Records excerpted from a collection:
Content starts

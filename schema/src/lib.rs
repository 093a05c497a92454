// Pokedex Arena Schema - Shared type definitions
// This crate contains the plain data enums and records shared between the
// battle engine, the creature providers and the host binaries.

// Re-export the main types
pub use battle_data::*;
pub use pokemon_types::*;
pub use species_data::*;

pub mod battle_data;
pub mod pokemon_types;
pub mod species_data;
use schema::BattleStatus;
use thiserror::Error;

/// Main error type for the Pokedex Arena battle engine
#[derive(Debug, Clone, PartialEq, Eq, Error)]
pub enum BattleEngineError {
    /// Error raised by a creature data provider
    #[error("Provider error: {0}")]
    Provider(#[from] ProviderError),
    /// Error related to invalid battle state
    #[error("Battle state error: {0}")]
    BattleState(#[from] BattleStateError),
    /// Error related to invalid player actions
    #[error("Action error: {0}")]
    Action(#[from] ActionError),
    /// Error encoding or decoding a persisted session
    #[error("Session error: {0}")]
    Session(#[from] SessionError),
    /// Error loading configuration
    #[error("Config error: {0}")]
    Config(#[from] ConfigError),
}

/// Errors raised while resolving creature data
#[derive(Debug, Clone, PartialEq, Eq, Error)]
pub enum ProviderError {
    /// The creature does not exist upstream
    #[error("Pokemon not found: {0}")]
    NotFound(String),
    /// The provider did not answer or answered with something unusable
    #[error("Provider unavailable: {0}")]
    Unavailable(String),
    /// The creature exists but lies beyond the supported dex range
    #[error("Pokemon #{id} is outside the supported range 1-{limit}")]
    OutOfRange { id: u16, limit: u16 },
}

/// Errors related to battle state validation
#[derive(Debug, Clone, PartialEq, Eq, Error)]
pub enum BattleStateError {
    /// The operation is not allowed while the battle is in this status
    #[error("Operation not allowed while the battle is {0}")]
    InvalidState(BattleStatus),
    /// No active combatant found when one was expected
    #[error("No active combatant on the {0} side")]
    NoActiveCombatant(schema::Side),
    /// The opposing roster does not have the required number of members
    #[error("Opponent roster has {found} members, expected {expected}")]
    IncompleteOpponentRoster { expected: usize, found: usize },
    /// An opposing roster must enter the battle with every member standing
    #[error("Opponent roster member at index {0} has fainted")]
    FaintedOpponent(usize),
    /// A scripted encounter source ran out of ids
    #[error("Encounter source exhausted")]
    EncounterExhausted,
}

/// Errors related to player actions
#[derive(Debug, Clone, PartialEq, Eq, Error)]
pub enum ActionError {
    /// Roster index is out of bounds
    #[error("Invalid roster index: {0}")]
    InvalidIndex(usize),
    /// The targeted combatant has fainted
    #[error("Combatant at index {0} has fainted")]
    FaintedCombatant(usize),
    /// The roster is already at capacity
    #[error("Roster is full ({0} members)")]
    RosterFull(usize),
    /// The roster is too small to start a battle
    #[error("Roster needs {required} members to battle, has {found}")]
    RosterTooSmall { required: usize, found: usize },
}

/// Errors related to session persistence
#[derive(Debug, Clone, PartialEq, Eq, Error)]
pub enum SessionError {
    #[error("Failed to encode session: {0}")]
    Encode(String),
    #[error("Failed to decode session: {0}")]
    Decode(String),
    /// The decoded session violates a data model invariant
    #[error("Corrupt session: {0}")]
    Corrupt(String),
}

/// Errors related to configuration loading
#[derive(Debug, Clone, PartialEq, Eq, Error)]
pub enum ConfigError {
    #[error("Failed to read config {path}: {reason}")]
    Io { path: String, reason: String },
    #[error("Failed to parse config: {0}")]
    Parse(String),
    #[error("Failed to build provider: {0}")]
    Provider(String),
}

impl BattleEngineError {
    /// Rejections leave the session untouched and are shown to the user rather than logged as
    /// failures.
    pub fn is_rejection(&self) -> bool {
        matches!(
            self,
            BattleEngineError::Action(_) | BattleEngineError::BattleState(BattleStateError::InvalidState(_))
        )
    }
}

/// Type alias for Results using BattleEngineError
pub type BattleResult<T> = Result<T, BattleEngineError>;

/// Type alias for Results using ProviderError
pub type ProviderResult<T> = Result<T, ProviderError>;

#[cfg(test)]
mod tests {
    use super::*;
    use pretty_assertions::assert_eq;

    #[test]
    fn test_nested_display() {
        let err: BattleEngineError = ActionError::InvalidIndex(5).into();
        assert_eq!(err.to_string(), "Action error: Invalid roster index: 5");

        let err: BattleEngineError = ProviderError::OutOfRange { id: 300, limit: 251 }.into();
        assert_eq!(
            err.to_string(),
            "Provider error: Pokemon #300 is outside the supported range 1-251"
        );
    }

    #[test]
    fn test_rejections() {
        assert!(BattleEngineError::from(ActionError::RosterFull(5)).is_rejection());
        assert!(
            BattleEngineError::from(BattleStateError::InvalidState(BattleStatus::NotStarted))
                .is_rejection()
        );
        assert!(!BattleEngineError::from(ProviderError::Unavailable("timeout".into())).is_rejection());
    }
}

Content ends

• WORK INSTRUCTIONS
Would you print exactly, and only, the lines of the data above from the line with "expected: usize, found: usize" through the line with "pub enum ConfigError", inclusive?

• EXERCISE ANSWER
    IncompleteOpponentRoster { expected: usize, found: usize },
    /// An opposing roster must enter the battle with every member standing
    #[error("Opponent roster member at index {0} has fainted")]
    FaintedOpponent(usize),
    /// A scripted encounter source ran out of ids
    #[error("Encounter source exhausted")]
    EncounterExhausted,
}

/// Errors related to player actions
#[derive(Debug, Clone, PartialEq, Eq, Error)]
pub enum ActionError {
    /// Roster index is out of bounds
    #[error("Invalid roster index: {0}")]
    InvalidIndex(usize),
    /// The targeted combatant has fainted
    #[error("Combatant at index {0} has fainted")]
    FaintedCombatant(usize),
    /// The roster is already at capacity
    #[error("Roster is full ({0} members)")]
    RosterFull(usize),
    /// The roster is too small to start a battle
    #[error("Roster needs {required} members to battle, has {found}")]
    RosterTooSmall { required: usize, found: usize },
}

/// Errors related to session persistence
#[derive(Debug, Clone, PartialEq, Eq, Error)]
pub enum SessionError {
    #[error("Failed to encode session: {0}")]
    Encode(String),
    #[error("Failed to decode session: {0}")]
    Decode(String),
    /// The decoded session violates a data model invariant
    #[error("Corrupt session: {0}")]
    Corrupt(String),
}

/// Errors related to configuration loading
#[derive(Debug, Clone, PartialEq, Eq, Error)]
pub enum ConfigError {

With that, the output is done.